DIRECTIONS FOR THIS TASK =>
Wherever a line of the data contains "signature", copy that line.

Dataset entries

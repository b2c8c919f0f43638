use serde::{Deserialize, Serialize};
use std::fmt::{self, Write};

use crate::Error;

/// Tilde-delimited wire form of an SD-JWT presentation:
/// `<jwt>~<d1>~…~<dn>~[<key binding>]`.
///
/// The key binding JWT is carried verbatim; this crate neither synthesizes
/// nor verifies it.
#[derive(Debug, Clone, Default, PartialEq, Eq)]
pub struct Presentation {
    /// Issuer-signed JWT
    pub jwt: String,

    /// Encoded disclosures the holder chose to forward
    pub disclosures: Vec<String>,

    /// Holder key binding JWT, if any
    pub key_binding: Option<String>,
}

impl Presentation {
    /// Splits a serialized presentation. Total: any input maps to some
    /// presentation; whether the parts are valid surfaces later, during
    /// verification.
    pub fn parse(serialized: &str) -> Self {
        let mut split = serialized.split('~');
        let jwt = split.next().unwrap_or_default().to_owned();
        let rest: Vec<&str> = split.collect();

        match rest.split_last() {
            None => Presentation {
                jwt,
                disclosures: Vec::new(),
                key_binding: None,
            },
            Some((last, middle)) => Presentation {
                jwt,
                disclosures: middle.iter().map(|s| (*s).to_owned()).collect(),
                key_binding: (!last.is_empty()).then(|| (*last).to_owned()),
            },
        }
    }
}

impl fmt::Display for Presentation {
    fn fmt(&self, f: &mut fmt::Formatter<'_>) -> fmt::Result {
        f.write_str(&self.jwt)?;

        if !self.disclosures.is_empty() {
            f.write_char('~')?;
            for disclosure in &self.disclosures {
                f.write_str(disclosure)?;
                f.write_char('~')?;
            }
        } else if self.key_binding.is_some() {
            // keep the key binding separated so parsing stays the inverse
            f.write_char('~')?;
        }

        if let Some(key_binding) = &self.key_binding {
            f.write_str(key_binding)?;
        }

        Ok(())
    }
}

/// Presentation enveloped in a holder JWT payload, binding the SD-JWT to
/// an audience and a nonce.
#[derive(Debug, Clone, Default, Serialize, Deserialize, PartialEq, Eq)]
pub struct EnvelopePresentation {
    pub aud: String,

    pub iat: i64,

    pub nonce: String,

    #[serde(rename = "_sd_jwt")]
    pub sd_jwt: String,
}

/// JSON serialization of a presentation with the issuer JWT broken into
/// its RFC 7515 segments.
#[derive(Debug, Clone, Default, Serialize, Deserialize, PartialEq, Eq)]
pub struct JwsPresentation {
    pub payload: String,

    pub protected: String,

    pub signature: String,

    pub disclosures: Vec<String>,
}

/// [`JwsPresentation`] extended with a holder key binding JWT.
#[derive(Debug, Clone, Default, Serialize, Deserialize, PartialEq, Eq)]
pub struct JwsPresentationWithKeyBinding {
    #[serde(flatten)]
    pub presentation: JwsPresentation,

    pub key_binding: String,
}

impl JwsPresentation {
    /// Breaks a presentation's compact JWT into its three segments.
    pub fn from_presentation(presentation: &Presentation) -> Result<Self, Error> {
        let segments: Vec<&str> = presentation.jwt.split('.').collect();
        let [protected, payload, signature] = segments.as_slice() else {
            return Err(Error::InvalidToken);
        };

        Ok(JwsPresentation {
            payload: (*payload).to_owned(),
            protected: (*protected).to_owned(),
            signature: (*signature).to_owned(),
            disclosures: presentation.disclosures.clone(),
        })
    }
}

#[cfg(test)]
mod tests {
    use super::*;

    fn presentation(jwt: &str, disclosures: &[&str], key_binding: Option<&str>) -> Presentation {
        Presentation {
            jwt: jwt.to_owned(),
            disclosures: disclosures.iter().map(|s| (*s).to_owned()).collect(),
            key_binding: key_binding.map(str::to_owned),
        }
    }

    #[test]
    fn test_serialize_jwt_only() {
        assert_eq!(presentation("xx.xxx.xxx", &[], None).to_string(), "xx.xxx.xxx");
    }

    #[test]
    fn test_serialize_one_disclosure() {
        assert_eq!(
            presentation("xx.xxx.xxx", &["d1"], None).to_string(),
            "xx.xxx.xxx~d1~",
        );
    }

    #[test]
    fn test_serialize_two_disclosures() {
        assert_eq!(
            presentation("xx.xxx.xxx", &["d1", "d2"], None).to_string(),
            "xx.xxx.xxx~d1~d2~",
        );
    }

    #[test]
    fn test_serialize_with_key_binding() {
        assert_eq!(
            presentation("xx.xxx.xxx", &["d1"], Some("kb")).to_string(),
            "xx.xxx.xxx~d1~kb",
        );
    }

    #[test]
    fn test_serialize_key_binding_without_disclosures() {
        assert_eq!(
            presentation("xx.xxx.xxx", &[], Some("kb")).to_string(),
            "xx.xxx.xxx~kb",
        );
    }

    #[test]
    fn test_parse_jwt_only() {
        assert_eq!(
            Presentation::parse("xx.xxx.xxx"),
            presentation("xx.xxx.xxx", &[], None),
        );
    }

    #[test]
    fn test_parse_disclosures() {
        assert_eq!(
            Presentation::parse("xx.xxx.xxx~d1~"),
            presentation("xx.xxx.xxx", &["d1"], None),
        );
        assert_eq!(
            Presentation::parse("xx.xxx.xxx~d1~d2~"),
            presentation("xx.xxx.xxx", &["d1", "d2"], None),
        );
    }

    #[test]
    fn test_parse_key_binding() {
        assert_eq!(
            Presentation::parse("xx.xxx.xxx~d1~d2~kb"),
            presentation("xx.xxx.xxx", &["d1", "d2"], Some("kb")),
        );
    }

    #[test]
    fn test_jws_presentation_segments() {
        let jws = JwsPresentation::from_presentation(&presentation(
            "xx.xxx.xxxx",
            &["d1", "d2"],
            None,
        ))
        .unwrap();

        assert_eq!(
            jws,
            JwsPresentation {
                payload: "xxx".to_owned(),
                protected: "xx".to_owned(),
                signature: "xxxx".to_owned(),
                disclosures: vec!["d1".to_owned(), "d2".to_owned()],
            },
        );
    }

    #[test]
    fn test_jws_presentation_rejects_malformed_jwt() {
        let result = JwsPresentation::from_presentation(&presentation("xx.xxx", &[], None));
        assert!(result.is_err());
    }

    #[test]
    fn test_jws_presentation_with_key_binding_flattens() {
        let with_binding = JwsPresentationWithKeyBinding {
            presentation: JwsPresentation {
                payload: "xxx".to_owned(),
                protected: "xx".to_owned(),
                signature: "xxxx".to_owned(),
                disclosures: vec!["d1".to_owned()],
            },
            key_binding: "kb".to_owned(),
        };

        let json = serde_json::to_value(&with_binding).unwrap();
        assert_eq!(
            json,
            serde_json::json!({
                "payload": "xxx",
                "protected": "xx",
                "signature": "xxxx",
                "disclosures": ["d1"],
                "key_binding": "kb",
            }),
        );
    }

    #[test]
    fn test_envelope_presentation_claim_names() {
        let envelope = EnvelopePresentation {
            aud: "verifier".to_owned(),
            iat: 1_683_000_000,
            nonce: "nonce".to_owned(),
            sd_jwt: "xx.xxx.xxx~d1~".to_owned(),
        };

        let json = serde_json::to_value(&envelope).unwrap();
        assert_eq!(
            json,
            serde_json::json!({
                "aud": "verifier",
                "iat": 1_683_000_000,
                "nonce": "nonce",
                "_sd_jwt": "xx.xxx.xxx~d1~",
            }),
        );

        let back: EnvelopePresentation = serde_json::from_value(json).unwrap();
        assert_eq!(back, envelope);
    }

    #[test]
    fn test_split_serialize_identity() {
        for form in [
            "xx.xxx.xxx",
            "xx.xxx.xxx~d1~",
            "xx.xxx.xxx~d1~d2~",
            "xx.xxx.xxx~d1~d2~kb",
            "xx.xxx.xxx~kb",
        ] {
            assert_eq!(Presentation::parse(form).to_string(), form);
        }
    }
}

SOLUTION BELOW =>
    pub signature: String,
        let [protected, payload, signature] = segments.as_slice() else {
            signature: (*signature).to_owned(),
                signature: "xxxx".to_owned(),
                signature: "xxxx".to_owned(),
                "signature": "xxxx",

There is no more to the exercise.